What is being asked:
Repeat only the stretch of lines below that runs from the line with "the template, and" through the line with "let text = if", unaltered.

━━━ Provided data ━━━

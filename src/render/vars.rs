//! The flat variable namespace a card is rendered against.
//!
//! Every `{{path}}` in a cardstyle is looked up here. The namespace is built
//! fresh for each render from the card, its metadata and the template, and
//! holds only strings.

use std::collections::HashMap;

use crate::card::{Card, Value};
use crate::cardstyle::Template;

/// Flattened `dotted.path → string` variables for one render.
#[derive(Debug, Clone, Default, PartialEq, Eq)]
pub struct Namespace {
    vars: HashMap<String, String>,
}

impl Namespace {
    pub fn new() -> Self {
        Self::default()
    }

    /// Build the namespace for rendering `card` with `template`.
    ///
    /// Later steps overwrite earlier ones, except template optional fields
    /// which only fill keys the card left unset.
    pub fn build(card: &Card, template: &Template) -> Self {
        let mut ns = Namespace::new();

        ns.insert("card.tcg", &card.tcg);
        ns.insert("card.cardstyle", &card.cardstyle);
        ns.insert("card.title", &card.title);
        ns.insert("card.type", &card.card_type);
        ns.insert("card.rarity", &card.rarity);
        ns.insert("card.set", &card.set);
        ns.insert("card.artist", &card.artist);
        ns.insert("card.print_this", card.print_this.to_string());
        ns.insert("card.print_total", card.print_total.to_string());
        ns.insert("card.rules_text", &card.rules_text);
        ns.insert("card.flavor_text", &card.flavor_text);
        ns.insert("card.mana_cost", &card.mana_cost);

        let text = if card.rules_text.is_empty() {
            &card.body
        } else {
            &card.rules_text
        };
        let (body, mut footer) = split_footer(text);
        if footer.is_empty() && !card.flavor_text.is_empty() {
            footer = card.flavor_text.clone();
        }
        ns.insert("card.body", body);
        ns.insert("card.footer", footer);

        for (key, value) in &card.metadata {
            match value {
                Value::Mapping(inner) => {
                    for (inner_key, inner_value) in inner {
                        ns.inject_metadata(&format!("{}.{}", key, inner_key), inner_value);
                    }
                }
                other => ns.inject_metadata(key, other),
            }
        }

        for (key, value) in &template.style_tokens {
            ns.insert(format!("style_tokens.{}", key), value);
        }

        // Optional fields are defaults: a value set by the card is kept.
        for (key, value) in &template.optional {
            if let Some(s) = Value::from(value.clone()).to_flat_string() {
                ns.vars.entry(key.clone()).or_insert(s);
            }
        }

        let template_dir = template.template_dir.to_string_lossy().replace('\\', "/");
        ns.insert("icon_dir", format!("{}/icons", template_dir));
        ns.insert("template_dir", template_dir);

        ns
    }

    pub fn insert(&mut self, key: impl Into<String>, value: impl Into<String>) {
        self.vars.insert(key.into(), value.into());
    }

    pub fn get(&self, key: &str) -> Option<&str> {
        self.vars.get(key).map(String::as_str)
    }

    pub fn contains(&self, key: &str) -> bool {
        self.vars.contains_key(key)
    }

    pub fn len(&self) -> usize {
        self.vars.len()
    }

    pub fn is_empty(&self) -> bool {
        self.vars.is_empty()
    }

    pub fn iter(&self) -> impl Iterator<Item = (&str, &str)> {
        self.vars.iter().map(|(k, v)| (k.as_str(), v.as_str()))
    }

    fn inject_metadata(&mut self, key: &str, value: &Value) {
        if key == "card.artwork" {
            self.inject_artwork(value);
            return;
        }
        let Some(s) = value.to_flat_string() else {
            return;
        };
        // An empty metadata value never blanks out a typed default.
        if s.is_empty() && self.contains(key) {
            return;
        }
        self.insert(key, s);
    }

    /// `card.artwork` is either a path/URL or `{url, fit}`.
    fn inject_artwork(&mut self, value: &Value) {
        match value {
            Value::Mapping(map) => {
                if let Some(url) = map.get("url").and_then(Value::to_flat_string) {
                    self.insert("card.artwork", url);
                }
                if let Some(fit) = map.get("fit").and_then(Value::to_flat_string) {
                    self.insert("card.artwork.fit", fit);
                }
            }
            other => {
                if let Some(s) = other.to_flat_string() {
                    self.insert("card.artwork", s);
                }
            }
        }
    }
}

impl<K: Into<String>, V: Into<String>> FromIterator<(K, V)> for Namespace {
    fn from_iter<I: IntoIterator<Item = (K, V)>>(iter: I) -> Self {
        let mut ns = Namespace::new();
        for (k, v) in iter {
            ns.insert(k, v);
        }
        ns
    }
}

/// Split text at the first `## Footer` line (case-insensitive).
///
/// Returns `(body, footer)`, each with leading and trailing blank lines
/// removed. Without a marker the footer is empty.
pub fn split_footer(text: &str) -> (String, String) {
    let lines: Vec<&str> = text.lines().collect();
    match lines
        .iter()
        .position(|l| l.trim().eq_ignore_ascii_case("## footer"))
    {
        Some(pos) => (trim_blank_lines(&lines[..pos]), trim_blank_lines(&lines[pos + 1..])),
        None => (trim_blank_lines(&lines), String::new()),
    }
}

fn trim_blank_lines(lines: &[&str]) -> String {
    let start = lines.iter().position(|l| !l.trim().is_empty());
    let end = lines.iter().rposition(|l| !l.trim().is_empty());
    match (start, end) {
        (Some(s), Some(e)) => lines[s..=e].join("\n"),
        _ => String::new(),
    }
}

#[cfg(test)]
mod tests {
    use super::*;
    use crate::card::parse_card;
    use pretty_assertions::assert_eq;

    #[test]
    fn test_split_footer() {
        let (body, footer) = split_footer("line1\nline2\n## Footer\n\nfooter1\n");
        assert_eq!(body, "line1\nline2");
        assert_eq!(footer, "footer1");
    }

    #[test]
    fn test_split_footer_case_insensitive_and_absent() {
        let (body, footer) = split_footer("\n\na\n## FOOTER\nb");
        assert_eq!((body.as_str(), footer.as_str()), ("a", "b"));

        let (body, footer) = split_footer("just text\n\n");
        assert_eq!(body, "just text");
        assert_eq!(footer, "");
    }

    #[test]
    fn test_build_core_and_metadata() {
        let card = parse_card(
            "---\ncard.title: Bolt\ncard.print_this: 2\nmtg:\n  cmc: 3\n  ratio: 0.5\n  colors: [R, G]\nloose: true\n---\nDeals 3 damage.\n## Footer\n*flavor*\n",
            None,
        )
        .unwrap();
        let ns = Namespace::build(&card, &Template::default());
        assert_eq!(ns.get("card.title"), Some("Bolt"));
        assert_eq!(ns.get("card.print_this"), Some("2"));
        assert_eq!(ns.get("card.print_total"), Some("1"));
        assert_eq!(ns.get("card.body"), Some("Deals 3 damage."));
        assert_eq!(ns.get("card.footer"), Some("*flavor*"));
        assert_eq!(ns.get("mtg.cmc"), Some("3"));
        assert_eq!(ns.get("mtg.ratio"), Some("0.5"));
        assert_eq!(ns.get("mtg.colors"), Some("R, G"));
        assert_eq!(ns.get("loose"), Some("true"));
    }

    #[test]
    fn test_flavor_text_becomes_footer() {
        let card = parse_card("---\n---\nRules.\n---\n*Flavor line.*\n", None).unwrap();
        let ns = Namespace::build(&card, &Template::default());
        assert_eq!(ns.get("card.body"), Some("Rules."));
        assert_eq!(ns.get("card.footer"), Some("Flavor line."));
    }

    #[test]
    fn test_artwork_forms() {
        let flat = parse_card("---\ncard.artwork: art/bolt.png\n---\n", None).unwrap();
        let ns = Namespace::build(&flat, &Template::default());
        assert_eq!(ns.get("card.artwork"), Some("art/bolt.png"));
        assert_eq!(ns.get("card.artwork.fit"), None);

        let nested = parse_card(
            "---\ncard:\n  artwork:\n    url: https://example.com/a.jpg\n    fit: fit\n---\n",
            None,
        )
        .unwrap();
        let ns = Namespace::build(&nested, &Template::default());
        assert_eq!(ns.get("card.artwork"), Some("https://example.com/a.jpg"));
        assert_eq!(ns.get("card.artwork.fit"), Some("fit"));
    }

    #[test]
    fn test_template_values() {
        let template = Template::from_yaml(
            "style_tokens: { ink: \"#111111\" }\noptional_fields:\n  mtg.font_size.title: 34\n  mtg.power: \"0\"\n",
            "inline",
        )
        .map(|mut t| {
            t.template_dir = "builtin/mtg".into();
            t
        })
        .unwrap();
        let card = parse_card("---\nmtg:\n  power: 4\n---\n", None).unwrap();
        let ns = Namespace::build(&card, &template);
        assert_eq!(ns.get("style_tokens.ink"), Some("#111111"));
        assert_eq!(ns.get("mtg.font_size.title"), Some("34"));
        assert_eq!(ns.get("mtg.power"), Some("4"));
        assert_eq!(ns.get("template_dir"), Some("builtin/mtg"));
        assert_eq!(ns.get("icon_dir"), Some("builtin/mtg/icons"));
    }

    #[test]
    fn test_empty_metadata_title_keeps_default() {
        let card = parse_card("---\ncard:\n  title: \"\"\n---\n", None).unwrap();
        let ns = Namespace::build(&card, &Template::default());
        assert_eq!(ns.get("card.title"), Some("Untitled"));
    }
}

━━━

Output below:
//! fresh for each render from the card, its metadata and the template, and
//! holds only strings.

use std::collections::HashMap;

use crate::card::{Card, Value};
use crate::cardstyle::Template;

/// Flattened `dotted.path → string` variables for one render.
#[derive(Debug, Clone, Default, PartialEq, Eq)]
pub struct Namespace {
    vars: HashMap<String, String>,
}

impl Namespace {
    pub fn new() -> Self {
        Self::default()
    }

    /// Build the namespace for rendering `card` with `template`.
    ///
    /// Later steps overwrite earlier ones, except template optional fields
    /// which only fill keys the card left unset.
    pub fn build(card: &Card, template: &Template) -> Self {
        let mut ns = Namespace::new();

        ns.insert("card.tcg", &card.tcg);
        ns.insert("card.cardstyle", &card.cardstyle);
        ns.insert("card.title", &card.title);
        ns.insert("card.type", &card.card_type);
        ns.insert("card.rarity", &card.rarity);
        ns.insert("card.set", &card.set);
        ns.insert("card.artist", &card.artist);
        ns.insert("card.print_this", card.print_this.to_string());
        ns.insert("card.print_total", card.print_total.to_string());
        ns.insert("card.rules_text", &card.rules_text);
        ns.insert("card.flavor_text", &card.flavor_text);
        ns.insert("card.mana_cost", &card.mana_cost);

        let text = if card.rules_text.is_empty() {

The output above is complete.